Дарья непонимающе уставилась на него.

— Что это было?

— Демонстрация мачизма во всей его неблаговидной красе. — Морхольд вернулся к заточке тесака.

— Ты себя считаешь этим самым… мачо?

— Упаси меня Господь Бог, Аллах милосердный, Яхве и все реинкарнации Будды от такого, — Морхольд хмыкнул, — Если ты не обратила внимания, не так давно именно этот парень вел себя как самый главный петух в курятнике. Вот именно то поведение и есть мачизм.

— Ну-ну, — Дарья недоверчиво покрутила головой, — мне показалось, что наоборот.

— Да? — Морхольд поскреб подбородок. — Однако, незадача. Ну, да и ладно. Так вот, Дарьюшка, речь-то о чем. Какие нравы у Сашки в хозяйстве, всем известно. Вроде бы как и не особо оно хорошо, что если понравилась какая девка, так раз ее и кверху задницей-то… но так ведь? Так-так. Сашка-то, вот какое дело, столько пользы приносит городу, и папа его тоже, верно? И тут, о как, появляется в этом самом гнезде барства и самодурства девушка Даша, вся из себя милая и симпатичненькая. Сперва-то хоть галантно подкатывал?

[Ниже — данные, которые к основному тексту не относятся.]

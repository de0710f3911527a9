/*
    Copyright © 2023, ParallelChain Lab
    Licensed under the Apache License, Version 2.0: http://www.apache.org/licenses/LICENSE-2.0
*/
//! Byte-prefixes that specify where each kind of state record is stored in the storage engine's
//! flat key-value space.
//!
//! # Storage of state records
//!
//! Every record is stored as a **Borsh-serialized value** (or, for trie nodes, as the opaque bytes
//! given to the write batch) under a **key** formed by concatenating a one-byte prefix constant with
//! fixed-width components:
//!
//! | Record       | Key                                                   |
//! |--------------|-------------------------------------------------------|
//! | Account      | [`ACCOUNTS`] ‖ account path                           |
//! | Storage slot | [`STORAGE`] ‖ account path ‖ slot path                |
//! | State node   | [`STATE_NODES`] ‖ path length ‖ path                  |
//! | Storage node | [`STORAGE_NODES`] ‖ account path ‖ path length ‖ path |
//!
//! Because every component is fixed-width, all records belonging to one account share the prefix
//! `STORAGE ‖ account path`, which is what [`storage_iterator`] ranges over.
//!
//! ## Account and slot paths
//!
//! Normally, account and slot paths are the SHA256 hashes of the [`Address`] or [`StorageSlot`].
//! Stores running in **preimage mode** instead key records by the raw value (left-padded with zeros
//! to 32 bytes), so that iteration yields the original addresses and slots.
//!
//! [`storage_iterator`]: crate::persistence::PersistenceReader::storage_iterator

use sha2::{Digest, Sha256};

use crate::types::{Address, CryptoHash, StorageSlot, TreePath};

pub const ACCOUNTS: [u8; 1] = [0];
pub const STORAGE: [u8; 1] = [1];
pub const STATE_NODES: [u8; 1] = [2];
pub const STORAGE_NODES: [u8; 1] = [3];

/// Takes references to two byteslices and returns a vector containing the bytes of the first one, and
/// then the bytes of the second one.
pub fn combine(a: &[u8], b: &[u8]) -> Vec<u8> {
    let mut res = Vec::with_capacity(a.len() + b.len());
    res.extend_from_slice(a);
    res.extend_from_slice(b);
    res
}

/// Get the path under which `address`'s account and storage are keyed.
pub fn account_path(address: &Address, preimage_mode: bool) -> CryptoHash {
    if preimage_mode {
        let mut bytes = [0u8; 32];
        bytes[12..].copy_from_slice(&address.bytes());
        CryptoHash::new(bytes)
    } else {
        sha256(&address.bytes())
    }
}

/// Get the path under which `slot` is keyed within an account's storage.
pub fn slot_path(slot: &StorageSlot, preimage_mode: bool) -> CryptoHash {
    if preimage_mode {
        CryptoHash::new(slot.bytes())
    } else {
        sha256(&slot.bytes())
    }
}

pub fn account_key(account_path: &CryptoHash) -> Vec<u8> {
    combine(&ACCOUNTS, &account_path.bytes())
}

pub fn storage_key(account_path: &CryptoHash, slot_path: &CryptoHash) -> Vec<u8> {
    combine(&storage_prefix(account_path), &slot_path.bytes())
}

/// The prefix shared by every storage slot of the account at `account_path`.
pub fn storage_prefix(account_path: &CryptoHash) -> Vec<u8> {
    combine(&STORAGE, &account_path.bytes())
}

pub fn state_node_key(path: &TreePath) -> Vec<u8> {
    combine(&STATE_NODES, &tree_path_bytes(path))
}

pub fn storage_node_key(account_path: &CryptoHash, path: &TreePath) -> Vec<u8> {
    combine(
        &combine(&STORAGE_NODES, &account_path.bytes()),
        &tree_path_bytes(path),
    )
}

/// Recover the fixed-width component that follows `prefix` in `key`.
///
/// Returns `None` if `key` does not start with `prefix` or is not exactly 32 bytes longer than it.
pub fn suffix_hash(key: &[u8], prefix: &[u8]) -> Option<CryptoHash> {
    let suffix = key.strip_prefix(prefix)?;
    let bytes: [u8; 32] = suffix.try_into().ok()?;
    Some(CryptoHash::new(bytes))
}

fn tree_path_bytes(path: &TreePath) -> Vec<u8> {
    combine(&[path.length], &path.path.bytes())
}

fn sha256(bytes: &[u8]) -> CryptoHash {
    let mut hasher = Sha256::new();
    hasher.update(bytes);
    CryptoHash::new(hasher.finalize().into())
}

— А? — Дарья непонимающе уставилась на него.

— Тьфу ты… подарки дарил?

— Да, — Даша отхлебнула из кружки. Кипяток, сдобренный шиповником, душицей и медом, пробрал сразу. На лбу появилась испарина, блестящая в свете коптилок и свечей, — один раз отрез фланельки принес. Я ее отдала Лене, у нее дома двое маленьких.

— Угу… а потом, так нежданно негаданно, в углу зажал.

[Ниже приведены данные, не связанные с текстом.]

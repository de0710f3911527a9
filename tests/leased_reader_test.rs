use std::{
    sync::{
        atomic::{AtomicUsize, Ordering},
        Arc,
    },
    thread,
    time::Duration,
};

use log::LevelFilter;
use rand::Rng;
use state_reader_cache::{
    error::Key,
    paths,
    types::{Address, InstanceId, WriteFlags},
    LeasedReader, Persistence, PersistenceError, PersistenceReader, PersistenceWriteBatch,
};

mod common;

use crate::common::{
    account, address, logging::setup_logger, mem_persistence::MemPersistence, state,
};

#[test]
fn new_reader_starts_with_one_lease_and_is_disposed_exactly_once() {
    setup_logger(LevelFilter::Trace);

    let persistence = MemPersistence::new(state(0));
    let reader = Arc::new(LeasedReader::new(
        InstanceId::new(0),
        persistence.open_reader().unwrap(),
    ));
    assert_eq!(reader.leases(), Some(1));

    // 1. Take and give up an extra lease. The creator's lease keeps the reader alive.
    let lease = LeasedReader::lease(&reader).unwrap();
    assert_eq!(reader.leases(), Some(2));
    drop(lease);
    assert_eq!(reader.leases(), Some(1));
    assert_eq!(persistence.readers_released(), 0);

    // 2. Give up the creator's lease. This disposes the reader.
    reader.release();
    assert!(reader.is_disposed());
    assert_eq!(persistence.readers_released(), 1);

    // 3. A disposed reader can no longer be leased, and releasing it again does nothing.
    assert!(!reader.try_acquire());
    assert!(LeasedReader::lease(&reader).is_none());
    reader.release();
    assert!(reader.is_disposed());
    assert_eq!(persistence.readers_released(), 1);
}

#[test]
fn last_lease_holder_disposes_the_reader() {
    setup_logger(LevelFilter::Trace);

    let persistence = MemPersistence::new(state(0));
    let reader = Arc::new(LeasedReader::new(
        InstanceId::new(7),
        persistence.open_reader().unwrap(),
    ));

    let lease = LeasedReader::lease(&reader).unwrap();
    assert_eq!(lease.instance(), InstanceId::new(7));

    // The creator goes away first. The lease holder is now the one keeping the reader alive.
    reader.release();
    assert!(!reader.is_disposed());
    assert_eq!(lease.current_state(), state(0));
    assert_eq!(persistence.readers_released(), 0);

    drop(lease);
    assert!(reader.is_disposed());
    assert_eq!(persistence.readers_released(), 1);
}

#[test]
fn concurrent_leasing_disposes_exactly_once() {
    setup_logger(LevelFilter::Info);

    const THREADS: usize = 8;

    let persistence = MemPersistence::new(state(0));
    let reader = Arc::new(LeasedReader::new(
        InstanceId::new(0),
        persistence.open_reader().unwrap(),
    ));
    let successful_leases = AtomicUsize::new(0);

    thread::scope(|s| {
        for _ in 0..THREADS {
            s.spawn(|| {
                let mut rng = rand::thread_rng();
                for _ in 0..rng.gen_range(200, 1000) {
                    if let Some(lease) = LeasedReader::lease(&reader) {
                        successful_leases.fetch_add(1, Ordering::Relaxed);
                        // A live lease must always be able to read.
                        assert_eq!(lease.current_state(), state(0));
                    }
                }
            });
        }

        // Give up the creator's lease while the other threads are still leasing.
        thread::sleep(Duration::from_millis(1));
        reader.release();
    });

    assert!(reader.is_disposed());
    assert_eq!(persistence.readers_opened(), 1);
    assert_eq!(persistence.readers_released(), 1);
    log::info!(
        "{} leases were taken before the reader was disposed",
        successful_leases.load(Ordering::Relaxed)
    );
}

#[test]
fn lease_forwards_reads_to_the_wrapped_reader() {
    setup_logger(LevelFilter::Trace);

    // 1. Commit an account to the store.
    let persistence = MemPersistence::new(state(0));
    let mut batch = persistence
        .open_write_batch(state(0), state(1), WriteFlags::NONE)
        .unwrap();
    batch
        .set_account(&address(1), Some(&account(3, 1000)))
        .unwrap();
    batch.commit().unwrap();

    // 2. Read it back through a lease.
    let reader = Arc::new(LeasedReader::new(
        InstanceId::new(0),
        persistence.open_reader().unwrap(),
    ));
    let lease = LeasedReader::lease(&reader).unwrap();
    assert_eq!(lease.current_state(), state(1));
    assert!(!lease.is_preimage_mode());
    assert_eq!(
        lease.get_account(&address(1)).unwrap(),
        Some(account(3, 1000))
    );
    assert_eq!(lease.get_account(&address(2)).unwrap(), None);
    assert_eq!(lease.account_iterator().unwrap().count(), 1);

    drop(lease);
    reader.release();
}

#[test]
fn lease_returns_decode_errors_unchanged() {
    setup_logger(LevelFilter::Trace);

    let persistence = MemPersistence::new(state(0));
    let broken: Address = address(9);
    let account_path = paths::account_path(&broken, false);
    persistence.put_raw(&paths::account_key(&account_path), &[1, 2, 3]);

    let reader = Arc::new(LeasedReader::new(
        InstanceId::new(0),
        persistence.open_reader().unwrap(),
    ));
    let lease = LeasedReader::lease(&reader).unwrap();
    match lease.get_account(&broken) {
        Err(PersistenceError::DeserializeValue { key, .. }) => {
            assert_eq!(key, Key::Account { account_path })
        }
        other => panic!("expected a deserialization error, got {:?}", other),
    }

    drop(lease);
    reader.release();
}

— Почему неж… неожиданно? — Дарья улыбнулась. Хищно, странновато для своего, все еще по-детски мягкого лица. — Весьма даже ожиданно.

— Молодежь… — Морхольд выбил пепел прямо в плошку. А сплюнул на пол. — Все время забываю про ваши нравы современные. И?

— Я ему вальком челюсть сломала.

— Умница девочка. И ничего умнее не придумала, как прятаться здесь же, в городе?

Даша подняла на него глаза. Бирюза пропала, уступив место серой осенней хмари.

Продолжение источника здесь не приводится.